Il secondo rapporto, “Termination of Pregnancy for Fetal Abnormality in England, Scotland and Wales”, sembra avere una valenza politica ancora più marcata. In pratica si spiega che non esistono criteri-confine alla decisione di eliminare un feto dopo la diagnosi preimpianto o l’amniocentesi, né all’aborto tardivo.

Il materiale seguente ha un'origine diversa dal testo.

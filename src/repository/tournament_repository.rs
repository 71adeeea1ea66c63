use async_trait::async_trait;
use chrono::{DateTime, NaiveDate, NaiveDateTime, Utc};
use sqlx::{FromRow, SqliteConnection, SqlitePool};
use uuid::Uuid;

use crate::{
    domain::{CreateTournamentRequest, Participation, Tournament},
    error::{AppError, Result},
    repository::{amount_to_text, parse_amount, parse_uuid, TournamentRepository},
};

#[derive(FromRow)]
struct TournamentRow {
    id: String,
    name: String,
    start_date: NaiveDate,
    entry_fee: String,
    created_at: NaiveDateTime,
}

#[derive(FromRow)]
struct ParticipationRow {
    id: String,
    payer_id: String,
    tournament_id: String,
    created_at: NaiveDateTime,
}

pub struct SqliteTournamentRepository {
    pool: SqlitePool,
}

impl SqliteTournamentRepository {
    pub fn new(pool: SqlitePool) -> Self {
        Self { pool }
    }

    fn row_to_tournament(row: TournamentRow) -> Result<Tournament> {
        Ok(Tournament {
            id: parse_uuid(&row.id)?,
            name: row.name,
            start_date: row.start_date,
            entry_fee: parse_amount(&row.entry_fee)?,
            created_at: DateTime::from_naive_utc_and_offset(row.created_at, Utc),
        })
    }

    fn row_to_participation(row: ParticipationRow) -> Result<Participation> {
        Ok(Participation {
            id: parse_uuid(&row.id)?,
            payer_id: parse_uuid(&row.payer_id)?,
            tournament_id: parse_uuid(&row.tournament_id)?,
            created_at: DateTime::from_naive_utc_and_offset(row.created_at, Utc),
        })
    }

    pub async fn find_in(conn: &mut SqliteConnection, id: Uuid) -> Result<Option<Tournament>> {
        let row = sqlx::query_as::<_, TournamentRow>(
            "SELECT id, name, start_date, entry_fee, created_at FROM tournaments WHERE id = ?"
        )
        .bind(id.to_string())
        .fetch_optional(&mut *conn)
        .await?;

        row.map(Self::row_to_tournament).transpose()
    }

    /// Fails with `Conflict` when the payer is already entered, courtesy of
    /// the (payer_id, tournament_id) unique constraint.
    pub async fn insert_participation(
        conn: &mut SqliteConnection,
        payer_id: Uuid,
        tournament_id: Uuid,
    ) -> Result<Participation> {
        let id = Uuid::new_v4();
        let now = Utc::now();

        sqlx::query(
            r#"
            INSERT INTO tournament_participations (id, payer_id, tournament_id, created_at)
            VALUES (?, ?, ?, ?)
            "#
        )
        .bind(id.to_string())
        .bind(payer_id.to_string())
        .bind(tournament_id.to_string())
        .bind(now.naive_utc())
        .execute(&mut *conn)
        .await
        .map_err(|e| match AppError::from(e) {
            AppError::Conflict(_) => {
                AppError::Conflict("Payer is already entered in this tournament".to_string())
            }
            other => other,
        })?;

        Ok(Participation {
            id,
            payer_id,
            tournament_id,
            created_at: now,
        })
    }
}

#[async_trait]
impl TournamentRepository for SqliteTournamentRepository {
    async fn create(&self, request: CreateTournamentRequest) -> Result<Tournament> {
        let id = Uuid::new_v4();

        sqlx::query(
            r#"
            INSERT INTO tournaments (id, name, start_date, entry_fee, created_at)
            VALUES (?, ?, ?, ?, ?)
            "#
        )
        .bind(id.to_string())
        .bind(&request.name)
        .bind(request.start_date)
        .bind(amount_to_text(&request.entry_fee))
        .bind(Utc::now().naive_utc())
        .execute(&self.pool)
        .await?;

        self.find_by_id(id).await?.ok_or_else(|| {
            AppError::Database("Failed to retrieve created tournament".to_string())
        })
    }

    async fn find_by_id(&self, id: Uuid) -> Result<Option<Tournament>> {
        let mut conn = self.pool.acquire().await?;
        Self::find_in(&mut conn, id).await
    }

    async fn list(&self) -> Result<Vec<Tournament>> {
        let rows = sqlx::query_as::<_, TournamentRow>(
            "SELECT id, name, start_date, entry_fee, created_at FROM tournaments ORDER BY start_date DESC"
        )
        .fetch_all(&self.pool)
        .await?;

        rows.into_iter().map(Self::row_to_tournament).collect()
    }

    async fn participants(&self, tournament_id: Uuid) -> Result<Vec<Participation>> {
        let rows = sqlx::query_as::<_, ParticipationRow>(
            r#"
            SELECT id, payer_id, tournament_id, created_at
            FROM tournament_participations
            WHERE tournament_id = ?
            ORDER BY created_at
            "#
        )
        .bind(tournament_id.to_string())
        .fetch_all(&self.pool)
        .await?;

        rows.into_iter().map(Self::row_to_participation).collect()
    }
}
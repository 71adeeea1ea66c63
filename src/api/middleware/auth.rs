use axum::{
    extract::{Request, State},
    middleware::Next,
    response::Response,
};
use axum_extra::extract::CookieJar;

use crate::{
    api::state::AppState,
    auth::SESSION_COOKIE,
    domain::Payer,
    error::AppError,
};

#[derive(Clone)]
pub struct CurrentUser {
    pub payer: Payer,
}

async fn authenticate(state: &AppState, jar: &CookieJar) -> Result<Payer, AppError> {
    let session_cookie = jar
        .get(SESSION_COOKIE)
        .ok_or(AppError::Unauthorized)?;

    state.service_context.auth_service
        .validate_session(session_cookie.value())
        .await?
        .ok_or(AppError::Unauthorized)
}

pub async fn require_auth(
    State(state): State<AppState>,
    jar: CookieJar,
    mut request: Request,
    next: Next,
) -> Result<Response, AppError> {
    let payer = authenticate(&state, &jar).await?;

    request.extensions_mut().insert(CurrentUser { payer });

    Ok(next.run(request).await)
}

pub async fn require_admin(
    State(state): State<AppState>,
    jar: CookieJar,
    mut request: Request,
    next: Next,
) -> Result<Response, AppError> {
    let payer = authenticate(&state, &jar).await?;

    if !payer.is_admin {
        return Err(AppError::Forbidden);
    }

    request.extensions_mut().insert(CurrentUser { payer });

    Ok(next.run(request).await)
}
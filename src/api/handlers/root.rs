use axum::{http::StatusCode, Json, response::IntoResponse};
use serde_json::json;

pub async fn root() -> impl IntoResponse {
    Json(json!({
        "name": "clubledger",
        "version": env!("CARGO_PKG_VERSION"),
        "description": "Billing and payments ledger for sports clubs",
        "status": "operational",
        "endpoints": {
            "health": "/health",
            "auth": "/auth/login",
            "api": "/api",
            "payment_callback": "/api/payments/callback",
            "admin": "/admin"
        }
    }))
}

pub async fn health_check() -> impl IntoResponse {
    (StatusCode::OK, Json(json!({
        "status": "healthy",
        "timestamp": chrono::Utc::now().to_rfc3339()
    })))
}
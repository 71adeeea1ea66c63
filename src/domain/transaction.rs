use chrono::{DateTime, Datelike, NaiveDate, Utc};
use rust_decimal::Decimal;
use serde::{Deserialize, Serialize};
use uuid::Uuid;

/// Ledger categories. The set is closed: the schema rejects anything else.
#[derive(Debug, Clone, Copy, Serialize, Deserialize, PartialEq, Eq, Hash)]
#[serde(rename_all = "lowercase")]
pub enum TransactionCategory {
    Registration,
    Monthly,
    Tournament,
    Merchandise,
}

impl TransactionCategory {
    pub fn as_str(&self) -> &'static str {
        match self {
            TransactionCategory::Registration => "registration",
            TransactionCategory::Monthly => "monthly",
            TransactionCategory::Tournament => "tournament",
            TransactionCategory::Merchandise => "merchandise",
        }
    }

    /// Human-readable label used in notifications.
    pub fn label(&self) -> &'static str {
        match self {
            TransactionCategory::Registration => "Registration Fee",
            TransactionCategory::Monthly => "Monthly Fee",
            TransactionCategory::Tournament => "Tournament Fee",
            TransactionCategory::Merchandise => "Merchandise",
        }
    }
}

impl std::str::FromStr for TransactionCategory {
    type Err = String;

    fn from_str(s: &str) -> Result<Self, Self::Err> {
        match s {
            "registration" => Ok(TransactionCategory::Registration),
            "monthly" => Ok(TransactionCategory::Monthly),
            "tournament" => Ok(TransactionCategory::Tournament),
            "merchandise" => Ok(TransactionCategory::Merchandise),
            _ => Err(format!("Invalid transaction category: {}", s)),
        }
    }
}

/// A single ledger entry. `payment_date` is set exactly when `paid` is.
#[derive(Debug, Clone, Serialize, Deserialize, PartialEq)]
pub struct Transaction {
    pub id: i64,
    pub payer_id: Uuid,
    pub category: TransactionCategory,
    pub amount: Decimal,
    pub due_date: NaiveDate,
    pub paid: bool,
    pub payment_date: Option<NaiveDate>,
    pub created_at: DateTime<Utc>,
}

/// A ledger entry that has not been written yet.
#[derive(Debug, Clone, PartialEq)]
pub struct NewTransaction {
    pub payer_id: Uuid,
    pub category: TransactionCategory,
    pub amount: Decimal,
    pub due_date: NaiveDate,
    pub payment_date: Option<NaiveDate>,
}

impl NewTransaction {
    pub fn unpaid(
        payer_id: Uuid,
        category: TransactionCategory,
        amount: Decimal,
        due_date: NaiveDate,
    ) -> Self {
        Self {
            payer_id,
            category,
            amount,
            due_date,
            payment_date: None,
        }
    }

    /// An entry settled on the spot, e.g. a point-of-sale purchase.
    pub fn settled(
        payer_id: Uuid,
        category: TransactionCategory,
        amount: Decimal,
        date: NaiveDate,
    ) -> Self {
        Self {
            payer_id,
            category,
            amount,
            due_date: date,
            payment_date: Some(date),
        }
    }

    pub fn is_paid(&self) -> bool {
        self.payment_date.is_some()
    }
}

/// Administrative correction of a ledger entry. The amount is not
/// editable, and a paid entry cannot be made unpaid again.
#[derive(Debug, Clone, Serialize, Deserialize, Default)]
pub struct TransactionUpdate {
    pub due_date: Option<NaiveDate>,
    pub paid: Option<bool>,
    pub payment_date: Option<NaiveDate>,
}

/// The (payer, year, month) key under which at most one monthly invoice exists.
#[derive(Debug, Clone, Copy, PartialEq, Eq, Hash)]
pub struct BillingPeriod {
    pub payer_id: Uuid,
    pub year: i32,
    pub month: u32,
}

impl BillingPeriod {
    pub fn of(payer_id: Uuid, date: NaiveDate) -> Self {
        Self {
            payer_id,
            year: date.year(),
            month: date.month(),
        }
    }

    /// `YYYY-MM`, the prefix of every due date inside this period.
    pub fn month_key(&self) -> String {
        format!("{:04}-{:02}", self.year, self.month)
    }
}
pub mod handlers;
pub mod middleware;
pub mod state;

use axum::{
    Router,
    routing::{get, post, put},
};
use tower_http::{
    cors::CorsLayer,
    trace::TraceLayer,
};
use std::sync::Arc;

use crate::{
    config::Settings,
    payments::PaymentSessionManager,
    service::ServiceContext,
};
use state::AppState;

pub fn create_app(
    service_context: Arc<ServiceContext>,
    payment_sessions: Option<Arc<PaymentSessionManager>>,
    settings: Arc<Settings>,
) -> Router {
    let app_state = AppState::new(service_context, payment_sessions, settings);

    Router::new()
        // Root and health endpoints
        .route("/", get(handlers::root::root))
        .route("/health", get(handlers::root::health_check))

        // Auth routes
        .route("/auth/login", post(handlers::auth::login))
        .route("/auth/logout", post(handlers::auth::logout))

        // API routes
        .nest("/api", api_routes(app_state.clone()))

        // Admin routes
        .nest("/admin", admin_routes(app_state.clone()))

        .with_state(app_state)

        .layer(CorsLayer::permissive())
        .layer(TraceLayer::new_for_http())
}

fn api_routes(state: AppState) -> Router<AppState> {
    Router::new()
        // Gateway-originated; authenticated by checksum, not session
        .route("/payments/callback", post(handlers::payments::callback))
        .merge(
            Router::new()
                .route("/payers/me", get(handlers::payers::me))
                .route("/transactions", get(handlers::transactions::list_mine))
                .route("/transactions/:id", get(handlers::transactions::get))
                .route("/sales", get(handlers::inventory::my_sales))
                .route("/payments/initiate", post(handlers::payments::initiate))
                .route("/payments/status/:merchant_order_id", get(handlers::payments::status))
                .route_layer(axum::middleware::from_fn_with_state(
                    state,
                    middleware::auth::require_auth,
                )),
        )
}

fn admin_routes(state: AppState) -> Router<AppState> {
    Router::new()
        .route("/payers", get(handlers::payers::list).post(handlers::payers::create))
        .route("/payers/:id", put(handlers::payers::update))
        .route("/transactions", post(handlers::transactions::create))
        .route("/transactions/:id", put(handlers::transactions::update))
        .route("/billing/run", post(handlers::billing::run))
        .route("/tournaments", get(handlers::tournaments::list).post(handlers::tournaments::create))
        .route("/tournaments/:id/participants", get(handlers::tournaments::participants).post(handlers::tournaments::enroll))
        .route("/inventory/items", get(handlers::inventory::list_items).post(handlers::inventory::create_item))
        .route("/sales", post(handlers::inventory::record_sale))
        .route_layer(axum::middleware::from_fn_with_state(
            state,
            middleware::auth::require_admin,
        ))
}
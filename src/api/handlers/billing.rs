use axum::{body::Bytes, extract::State, Json};
use chrono::NaiveDate;
use serde::Deserialize;
use uuid::Uuid;

use crate::{
    api::state::AppState,
    billing::BillingResult,
    error::{AppError, Result},
};

#[derive(Debug, Default, Deserialize)]
pub struct RunBillingRequest {
    pub billing_date: Option<NaiveDate>,
    pub payer_ids: Option<Vec<Uuid>>,
}

/// An empty body bills every payer for today.
pub async fn run(
    State(state): State<AppState>,
    body: Bytes,
) -> Result<Json<BillingResult>> {
    let request = if body.iter().all(u8::is_ascii_whitespace) {
        RunBillingRequest::default()
    } else {
        serde_json::from_slice::<RunBillingRequest>(&body)
            .map_err(|e| AppError::BadRequest(format!("Invalid billing request: {}", e)))?
    };

    let result = state.service_context.billing_service
        .generate_monthly_invoices(request.billing_date, request.payer_ids.as_deref())
        .await?;

    Ok(Json(result))
}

Alla domanda del governo britannico su quali fossero le patologie gravi (“anormalità fisiche e mentali che possono portare a un handicap grave”) che per legge permettono l’interruzione di gravidanza oltre la 24esima settimana, gli esperti hanno risposto: “Non si sa”. Nelle 45 pagine di rapporto si racconta, ad esempio, di due medici che sono stati assolti per aver praticato un aborto tardivo su un bambino affetto da labbro leporino: la patologia è pienamente operabile, è vero, ma i due medici hanno agito pur sempre ascoltando la loro coscienza.